-- THE DATA follows --
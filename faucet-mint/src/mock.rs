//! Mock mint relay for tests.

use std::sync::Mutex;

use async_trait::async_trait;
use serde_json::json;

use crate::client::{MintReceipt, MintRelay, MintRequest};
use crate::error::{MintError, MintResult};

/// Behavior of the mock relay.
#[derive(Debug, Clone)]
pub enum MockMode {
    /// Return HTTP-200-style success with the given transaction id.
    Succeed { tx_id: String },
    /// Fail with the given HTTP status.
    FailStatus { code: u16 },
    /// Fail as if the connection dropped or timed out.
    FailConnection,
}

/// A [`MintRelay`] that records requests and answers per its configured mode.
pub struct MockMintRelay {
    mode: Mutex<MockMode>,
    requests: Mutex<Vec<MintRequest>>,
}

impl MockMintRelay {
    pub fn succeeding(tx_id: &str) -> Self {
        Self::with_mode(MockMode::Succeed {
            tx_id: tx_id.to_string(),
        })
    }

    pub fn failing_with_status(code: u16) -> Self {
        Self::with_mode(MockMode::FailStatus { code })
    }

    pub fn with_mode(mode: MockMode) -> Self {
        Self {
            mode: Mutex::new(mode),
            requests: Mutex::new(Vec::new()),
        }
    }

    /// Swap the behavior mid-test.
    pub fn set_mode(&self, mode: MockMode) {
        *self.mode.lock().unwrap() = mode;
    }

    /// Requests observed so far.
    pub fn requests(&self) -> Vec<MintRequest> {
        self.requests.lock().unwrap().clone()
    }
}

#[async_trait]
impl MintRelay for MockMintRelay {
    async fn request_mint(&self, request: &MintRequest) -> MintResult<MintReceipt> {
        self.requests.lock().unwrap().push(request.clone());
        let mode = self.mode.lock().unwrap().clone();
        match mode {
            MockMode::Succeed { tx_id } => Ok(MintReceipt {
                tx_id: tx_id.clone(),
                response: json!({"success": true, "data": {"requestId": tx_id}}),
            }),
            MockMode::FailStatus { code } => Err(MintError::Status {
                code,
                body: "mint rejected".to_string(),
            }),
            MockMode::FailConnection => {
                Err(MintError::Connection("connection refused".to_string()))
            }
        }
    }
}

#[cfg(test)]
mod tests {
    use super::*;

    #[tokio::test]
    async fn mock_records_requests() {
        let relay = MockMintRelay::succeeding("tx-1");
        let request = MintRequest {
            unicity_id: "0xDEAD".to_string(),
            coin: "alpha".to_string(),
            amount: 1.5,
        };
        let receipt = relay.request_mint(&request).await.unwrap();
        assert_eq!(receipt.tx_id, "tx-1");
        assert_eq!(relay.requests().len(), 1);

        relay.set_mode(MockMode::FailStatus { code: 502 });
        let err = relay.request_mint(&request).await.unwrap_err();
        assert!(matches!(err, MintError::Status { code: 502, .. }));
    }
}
-- THE DATA concluded --
-- THE DATA follows --
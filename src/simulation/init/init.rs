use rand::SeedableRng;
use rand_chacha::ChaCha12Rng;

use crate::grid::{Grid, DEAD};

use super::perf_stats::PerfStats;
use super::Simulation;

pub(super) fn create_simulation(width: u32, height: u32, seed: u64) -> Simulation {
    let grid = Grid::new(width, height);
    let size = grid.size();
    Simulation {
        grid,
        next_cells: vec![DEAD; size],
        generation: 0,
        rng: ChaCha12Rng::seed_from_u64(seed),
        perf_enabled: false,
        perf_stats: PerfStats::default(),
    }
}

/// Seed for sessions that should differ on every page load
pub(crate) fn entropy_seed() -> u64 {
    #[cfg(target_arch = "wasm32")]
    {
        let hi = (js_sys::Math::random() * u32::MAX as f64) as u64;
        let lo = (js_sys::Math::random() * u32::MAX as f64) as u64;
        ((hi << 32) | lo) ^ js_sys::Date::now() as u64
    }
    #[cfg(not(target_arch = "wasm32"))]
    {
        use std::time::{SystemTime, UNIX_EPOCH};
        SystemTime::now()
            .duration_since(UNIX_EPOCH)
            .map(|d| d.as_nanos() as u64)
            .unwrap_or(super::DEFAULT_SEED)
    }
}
-- THE DATA concluded --
> **PROBLEM TO SOLVE**
Copy out the lines of the data where the word "width" can be found.

> **SOLUTION TO THIS TASK**
pub(super) fn create_simulation(width: u32, height: u32, seed: u64) -> Simulation {
    let grid = Grid::new(width, height);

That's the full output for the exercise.